Available data section start
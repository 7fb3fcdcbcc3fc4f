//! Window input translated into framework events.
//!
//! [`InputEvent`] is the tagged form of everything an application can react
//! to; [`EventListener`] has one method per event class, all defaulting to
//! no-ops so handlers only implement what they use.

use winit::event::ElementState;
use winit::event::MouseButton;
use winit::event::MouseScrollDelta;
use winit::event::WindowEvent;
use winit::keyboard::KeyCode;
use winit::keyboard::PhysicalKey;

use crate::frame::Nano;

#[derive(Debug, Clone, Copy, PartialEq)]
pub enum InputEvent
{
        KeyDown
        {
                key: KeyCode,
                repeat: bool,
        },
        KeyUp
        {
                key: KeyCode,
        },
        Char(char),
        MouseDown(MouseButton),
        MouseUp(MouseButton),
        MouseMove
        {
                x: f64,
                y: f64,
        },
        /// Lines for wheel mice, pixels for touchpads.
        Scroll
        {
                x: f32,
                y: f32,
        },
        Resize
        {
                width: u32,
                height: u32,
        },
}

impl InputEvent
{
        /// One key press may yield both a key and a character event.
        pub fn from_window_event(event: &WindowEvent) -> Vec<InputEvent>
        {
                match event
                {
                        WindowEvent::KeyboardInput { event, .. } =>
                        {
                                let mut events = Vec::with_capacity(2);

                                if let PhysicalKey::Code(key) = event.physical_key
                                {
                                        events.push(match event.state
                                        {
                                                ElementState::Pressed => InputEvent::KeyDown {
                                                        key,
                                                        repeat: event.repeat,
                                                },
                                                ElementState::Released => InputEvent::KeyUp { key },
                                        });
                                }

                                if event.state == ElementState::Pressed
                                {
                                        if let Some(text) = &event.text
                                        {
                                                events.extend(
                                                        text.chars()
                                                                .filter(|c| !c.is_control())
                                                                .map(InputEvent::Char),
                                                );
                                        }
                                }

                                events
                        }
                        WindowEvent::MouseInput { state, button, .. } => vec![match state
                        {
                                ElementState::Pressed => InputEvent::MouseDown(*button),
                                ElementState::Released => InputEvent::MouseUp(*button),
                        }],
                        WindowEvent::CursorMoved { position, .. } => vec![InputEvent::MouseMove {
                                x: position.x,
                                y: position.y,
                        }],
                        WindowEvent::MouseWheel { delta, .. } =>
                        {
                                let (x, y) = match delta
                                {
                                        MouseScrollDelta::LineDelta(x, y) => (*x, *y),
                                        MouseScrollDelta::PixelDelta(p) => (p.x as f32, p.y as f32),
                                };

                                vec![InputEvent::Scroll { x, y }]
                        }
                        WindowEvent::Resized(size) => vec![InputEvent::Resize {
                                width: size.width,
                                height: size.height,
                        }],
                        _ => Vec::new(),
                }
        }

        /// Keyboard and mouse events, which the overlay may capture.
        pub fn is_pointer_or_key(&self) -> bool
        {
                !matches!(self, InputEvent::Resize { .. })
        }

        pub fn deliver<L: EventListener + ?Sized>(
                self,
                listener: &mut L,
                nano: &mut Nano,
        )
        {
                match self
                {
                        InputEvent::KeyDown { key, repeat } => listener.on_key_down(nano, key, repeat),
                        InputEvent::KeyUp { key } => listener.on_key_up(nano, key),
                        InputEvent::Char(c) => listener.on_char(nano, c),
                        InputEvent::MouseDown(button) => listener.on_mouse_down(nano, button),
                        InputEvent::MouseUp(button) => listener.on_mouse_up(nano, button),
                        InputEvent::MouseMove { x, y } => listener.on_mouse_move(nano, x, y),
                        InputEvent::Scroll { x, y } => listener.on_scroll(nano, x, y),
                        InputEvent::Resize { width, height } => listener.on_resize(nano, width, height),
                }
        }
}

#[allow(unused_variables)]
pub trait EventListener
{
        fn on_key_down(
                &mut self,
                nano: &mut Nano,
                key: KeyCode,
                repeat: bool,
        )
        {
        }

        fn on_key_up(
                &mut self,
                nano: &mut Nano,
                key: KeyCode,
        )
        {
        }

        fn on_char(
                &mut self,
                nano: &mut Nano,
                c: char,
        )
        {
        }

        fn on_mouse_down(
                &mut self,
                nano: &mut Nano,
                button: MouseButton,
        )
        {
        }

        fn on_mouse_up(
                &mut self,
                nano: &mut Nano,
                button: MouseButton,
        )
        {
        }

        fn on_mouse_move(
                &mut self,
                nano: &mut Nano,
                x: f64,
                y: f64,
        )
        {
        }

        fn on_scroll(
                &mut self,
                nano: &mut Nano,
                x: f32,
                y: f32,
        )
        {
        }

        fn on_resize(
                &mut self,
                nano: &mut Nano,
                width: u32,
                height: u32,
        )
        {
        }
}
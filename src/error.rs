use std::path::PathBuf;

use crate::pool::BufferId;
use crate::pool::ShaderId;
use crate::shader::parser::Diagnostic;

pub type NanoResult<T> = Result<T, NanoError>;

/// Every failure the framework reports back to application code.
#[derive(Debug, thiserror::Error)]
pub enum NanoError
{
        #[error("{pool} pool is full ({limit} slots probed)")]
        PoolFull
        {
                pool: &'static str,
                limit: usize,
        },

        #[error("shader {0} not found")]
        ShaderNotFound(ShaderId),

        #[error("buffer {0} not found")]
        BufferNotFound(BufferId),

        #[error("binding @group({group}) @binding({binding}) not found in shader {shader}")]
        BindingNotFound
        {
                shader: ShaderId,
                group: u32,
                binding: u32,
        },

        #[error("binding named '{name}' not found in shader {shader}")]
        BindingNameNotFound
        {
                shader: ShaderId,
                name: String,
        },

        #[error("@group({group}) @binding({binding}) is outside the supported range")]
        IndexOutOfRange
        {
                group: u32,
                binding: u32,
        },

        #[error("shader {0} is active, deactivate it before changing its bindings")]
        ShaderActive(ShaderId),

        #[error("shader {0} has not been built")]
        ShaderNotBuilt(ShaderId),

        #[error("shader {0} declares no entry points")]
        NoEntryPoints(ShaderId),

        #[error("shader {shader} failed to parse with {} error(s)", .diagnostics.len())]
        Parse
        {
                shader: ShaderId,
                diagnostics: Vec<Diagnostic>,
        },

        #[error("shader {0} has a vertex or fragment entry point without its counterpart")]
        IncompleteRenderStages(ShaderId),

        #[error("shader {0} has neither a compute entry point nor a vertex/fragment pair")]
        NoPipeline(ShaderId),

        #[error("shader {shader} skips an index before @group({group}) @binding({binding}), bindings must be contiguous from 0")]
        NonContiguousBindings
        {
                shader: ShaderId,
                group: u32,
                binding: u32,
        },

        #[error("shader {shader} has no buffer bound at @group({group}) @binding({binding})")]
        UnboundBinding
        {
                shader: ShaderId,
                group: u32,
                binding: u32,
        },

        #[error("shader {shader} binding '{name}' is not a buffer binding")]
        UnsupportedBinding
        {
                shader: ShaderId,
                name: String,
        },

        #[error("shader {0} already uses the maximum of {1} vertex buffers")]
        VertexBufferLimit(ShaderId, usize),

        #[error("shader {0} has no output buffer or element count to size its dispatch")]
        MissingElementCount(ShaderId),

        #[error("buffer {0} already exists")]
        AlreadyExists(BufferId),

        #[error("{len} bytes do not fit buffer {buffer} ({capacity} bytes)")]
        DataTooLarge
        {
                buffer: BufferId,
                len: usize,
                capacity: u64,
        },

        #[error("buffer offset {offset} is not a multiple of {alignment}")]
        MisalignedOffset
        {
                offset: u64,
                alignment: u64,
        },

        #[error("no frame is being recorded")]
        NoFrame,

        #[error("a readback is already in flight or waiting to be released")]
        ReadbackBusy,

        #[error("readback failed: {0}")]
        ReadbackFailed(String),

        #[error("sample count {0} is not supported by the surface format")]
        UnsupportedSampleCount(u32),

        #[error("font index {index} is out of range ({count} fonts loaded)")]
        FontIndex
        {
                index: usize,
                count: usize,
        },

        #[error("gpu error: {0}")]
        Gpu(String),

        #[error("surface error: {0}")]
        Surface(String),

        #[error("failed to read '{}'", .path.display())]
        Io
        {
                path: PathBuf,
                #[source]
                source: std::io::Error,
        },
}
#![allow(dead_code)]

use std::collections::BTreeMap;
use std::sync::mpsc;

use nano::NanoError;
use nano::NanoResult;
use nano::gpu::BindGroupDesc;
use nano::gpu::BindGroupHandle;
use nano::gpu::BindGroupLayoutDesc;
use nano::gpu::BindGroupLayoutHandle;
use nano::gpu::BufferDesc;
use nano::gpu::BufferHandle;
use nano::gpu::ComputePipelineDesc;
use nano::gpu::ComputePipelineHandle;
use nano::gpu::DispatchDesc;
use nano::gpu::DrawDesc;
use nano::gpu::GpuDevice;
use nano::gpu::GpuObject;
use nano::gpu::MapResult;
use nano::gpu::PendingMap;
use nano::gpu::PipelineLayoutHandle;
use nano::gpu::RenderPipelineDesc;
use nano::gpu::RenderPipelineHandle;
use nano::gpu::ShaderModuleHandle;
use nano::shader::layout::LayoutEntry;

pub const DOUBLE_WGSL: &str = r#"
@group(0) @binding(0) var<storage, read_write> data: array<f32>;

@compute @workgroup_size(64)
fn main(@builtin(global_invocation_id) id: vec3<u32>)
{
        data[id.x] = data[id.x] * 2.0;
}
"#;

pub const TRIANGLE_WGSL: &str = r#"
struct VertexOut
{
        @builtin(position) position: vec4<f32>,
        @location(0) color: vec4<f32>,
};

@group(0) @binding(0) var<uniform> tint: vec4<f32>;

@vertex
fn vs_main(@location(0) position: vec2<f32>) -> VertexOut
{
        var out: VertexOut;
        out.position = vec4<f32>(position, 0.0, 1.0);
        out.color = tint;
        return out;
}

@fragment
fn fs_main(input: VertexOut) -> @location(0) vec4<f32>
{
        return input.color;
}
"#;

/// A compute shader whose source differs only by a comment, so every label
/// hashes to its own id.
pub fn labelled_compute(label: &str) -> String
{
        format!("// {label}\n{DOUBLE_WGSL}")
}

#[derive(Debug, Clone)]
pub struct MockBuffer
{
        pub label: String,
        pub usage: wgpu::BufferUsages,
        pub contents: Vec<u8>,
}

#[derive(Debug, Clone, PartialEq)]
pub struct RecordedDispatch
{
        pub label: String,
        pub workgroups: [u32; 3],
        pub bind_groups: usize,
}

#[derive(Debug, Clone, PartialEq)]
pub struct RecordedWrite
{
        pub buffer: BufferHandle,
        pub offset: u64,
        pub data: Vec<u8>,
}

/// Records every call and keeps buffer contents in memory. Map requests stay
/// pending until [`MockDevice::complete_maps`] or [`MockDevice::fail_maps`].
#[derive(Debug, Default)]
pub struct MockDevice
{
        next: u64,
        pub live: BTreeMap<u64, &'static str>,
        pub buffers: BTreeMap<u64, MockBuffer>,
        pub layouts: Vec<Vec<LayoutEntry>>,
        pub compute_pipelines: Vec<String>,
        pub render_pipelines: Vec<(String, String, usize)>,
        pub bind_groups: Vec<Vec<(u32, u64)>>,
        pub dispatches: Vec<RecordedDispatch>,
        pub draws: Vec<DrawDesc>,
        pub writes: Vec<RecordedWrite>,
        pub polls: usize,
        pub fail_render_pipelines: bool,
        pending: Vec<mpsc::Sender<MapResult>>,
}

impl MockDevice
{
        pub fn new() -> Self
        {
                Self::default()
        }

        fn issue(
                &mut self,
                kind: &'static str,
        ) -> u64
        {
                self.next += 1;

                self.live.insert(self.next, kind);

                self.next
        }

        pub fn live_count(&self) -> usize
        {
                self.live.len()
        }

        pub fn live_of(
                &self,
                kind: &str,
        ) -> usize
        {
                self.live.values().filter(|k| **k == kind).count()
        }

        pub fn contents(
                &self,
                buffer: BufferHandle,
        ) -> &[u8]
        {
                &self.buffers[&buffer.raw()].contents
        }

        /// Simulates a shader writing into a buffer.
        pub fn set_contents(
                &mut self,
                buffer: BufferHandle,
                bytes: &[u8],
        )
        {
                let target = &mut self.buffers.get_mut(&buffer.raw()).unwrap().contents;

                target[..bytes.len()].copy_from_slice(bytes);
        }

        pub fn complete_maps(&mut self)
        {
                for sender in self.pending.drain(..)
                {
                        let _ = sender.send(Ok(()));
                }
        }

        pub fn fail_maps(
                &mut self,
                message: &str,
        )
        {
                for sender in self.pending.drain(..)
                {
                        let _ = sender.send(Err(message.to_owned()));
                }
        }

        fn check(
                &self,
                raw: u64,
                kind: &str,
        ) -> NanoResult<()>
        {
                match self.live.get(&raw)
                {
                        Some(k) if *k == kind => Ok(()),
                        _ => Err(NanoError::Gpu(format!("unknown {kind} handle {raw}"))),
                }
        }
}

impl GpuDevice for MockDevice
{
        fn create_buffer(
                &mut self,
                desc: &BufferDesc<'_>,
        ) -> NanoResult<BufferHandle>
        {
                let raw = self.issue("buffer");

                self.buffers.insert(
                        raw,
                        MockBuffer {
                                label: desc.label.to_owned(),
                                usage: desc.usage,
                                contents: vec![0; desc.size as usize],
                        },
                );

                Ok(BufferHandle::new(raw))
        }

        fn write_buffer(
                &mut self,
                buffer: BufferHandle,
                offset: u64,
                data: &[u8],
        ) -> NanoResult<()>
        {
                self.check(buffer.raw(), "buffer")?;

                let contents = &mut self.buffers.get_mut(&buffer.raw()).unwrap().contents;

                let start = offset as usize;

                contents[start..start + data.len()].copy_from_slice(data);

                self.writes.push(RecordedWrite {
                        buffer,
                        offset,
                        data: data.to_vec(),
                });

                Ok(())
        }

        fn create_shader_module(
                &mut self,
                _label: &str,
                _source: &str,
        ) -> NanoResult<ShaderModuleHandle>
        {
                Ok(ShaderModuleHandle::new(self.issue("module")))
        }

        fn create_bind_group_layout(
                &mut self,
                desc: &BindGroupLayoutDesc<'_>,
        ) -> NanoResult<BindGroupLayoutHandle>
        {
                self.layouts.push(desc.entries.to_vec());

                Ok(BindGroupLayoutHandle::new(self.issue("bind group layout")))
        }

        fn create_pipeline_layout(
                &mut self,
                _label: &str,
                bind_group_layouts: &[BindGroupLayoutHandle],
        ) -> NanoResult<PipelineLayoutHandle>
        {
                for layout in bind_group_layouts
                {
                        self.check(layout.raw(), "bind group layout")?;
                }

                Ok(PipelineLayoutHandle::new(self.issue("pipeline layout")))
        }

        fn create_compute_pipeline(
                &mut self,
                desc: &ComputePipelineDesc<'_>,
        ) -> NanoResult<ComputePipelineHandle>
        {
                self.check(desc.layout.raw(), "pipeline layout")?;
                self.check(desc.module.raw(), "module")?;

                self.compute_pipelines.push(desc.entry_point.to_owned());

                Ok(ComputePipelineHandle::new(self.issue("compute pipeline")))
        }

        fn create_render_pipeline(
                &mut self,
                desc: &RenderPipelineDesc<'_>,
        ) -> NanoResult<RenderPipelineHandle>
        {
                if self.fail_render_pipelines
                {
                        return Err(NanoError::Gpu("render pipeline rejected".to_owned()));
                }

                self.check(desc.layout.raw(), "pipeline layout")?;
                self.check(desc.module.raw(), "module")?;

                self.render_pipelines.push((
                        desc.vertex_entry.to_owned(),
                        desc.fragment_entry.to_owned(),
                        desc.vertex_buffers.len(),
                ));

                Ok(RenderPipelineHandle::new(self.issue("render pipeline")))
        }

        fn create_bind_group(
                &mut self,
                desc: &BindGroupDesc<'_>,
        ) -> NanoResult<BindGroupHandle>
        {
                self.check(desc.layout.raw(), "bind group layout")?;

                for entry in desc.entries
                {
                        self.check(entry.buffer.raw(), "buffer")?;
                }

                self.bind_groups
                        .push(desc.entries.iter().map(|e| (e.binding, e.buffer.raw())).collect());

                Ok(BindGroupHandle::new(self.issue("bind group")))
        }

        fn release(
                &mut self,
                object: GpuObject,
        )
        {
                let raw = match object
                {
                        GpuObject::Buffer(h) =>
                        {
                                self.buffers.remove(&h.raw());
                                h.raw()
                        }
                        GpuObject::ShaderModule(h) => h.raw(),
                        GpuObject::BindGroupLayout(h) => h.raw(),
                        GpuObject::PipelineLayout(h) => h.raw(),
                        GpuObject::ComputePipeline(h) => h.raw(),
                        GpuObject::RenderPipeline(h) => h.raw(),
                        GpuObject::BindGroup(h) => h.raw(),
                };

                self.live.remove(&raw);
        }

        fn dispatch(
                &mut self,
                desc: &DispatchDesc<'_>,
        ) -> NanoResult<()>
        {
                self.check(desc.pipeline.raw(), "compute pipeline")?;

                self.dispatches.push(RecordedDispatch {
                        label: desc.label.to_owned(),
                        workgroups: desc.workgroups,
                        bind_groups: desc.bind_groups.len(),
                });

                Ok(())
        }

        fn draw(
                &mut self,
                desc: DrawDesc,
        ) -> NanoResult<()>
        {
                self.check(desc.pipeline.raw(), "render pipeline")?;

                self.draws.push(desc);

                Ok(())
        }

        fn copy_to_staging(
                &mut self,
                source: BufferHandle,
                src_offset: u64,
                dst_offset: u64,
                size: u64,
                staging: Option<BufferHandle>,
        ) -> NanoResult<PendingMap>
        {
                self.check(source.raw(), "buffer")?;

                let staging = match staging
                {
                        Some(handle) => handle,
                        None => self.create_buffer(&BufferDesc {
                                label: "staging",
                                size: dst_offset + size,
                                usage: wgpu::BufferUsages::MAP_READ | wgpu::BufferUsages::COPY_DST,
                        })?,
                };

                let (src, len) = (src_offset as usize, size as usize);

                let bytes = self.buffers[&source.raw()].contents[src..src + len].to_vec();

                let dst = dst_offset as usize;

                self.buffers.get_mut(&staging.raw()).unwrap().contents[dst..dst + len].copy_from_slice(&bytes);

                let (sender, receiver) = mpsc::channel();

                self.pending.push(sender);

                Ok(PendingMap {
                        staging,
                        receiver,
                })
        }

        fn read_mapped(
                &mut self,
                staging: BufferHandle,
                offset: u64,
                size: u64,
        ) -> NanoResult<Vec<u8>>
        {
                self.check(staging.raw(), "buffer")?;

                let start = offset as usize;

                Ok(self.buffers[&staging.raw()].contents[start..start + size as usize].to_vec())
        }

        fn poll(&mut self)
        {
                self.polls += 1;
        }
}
Available data section end
#### Your task
Each line above that contains the word "framework" should be copied.

#### Task response
//! Window input translated into framework events.
/// Every failure the framework reports back to application code.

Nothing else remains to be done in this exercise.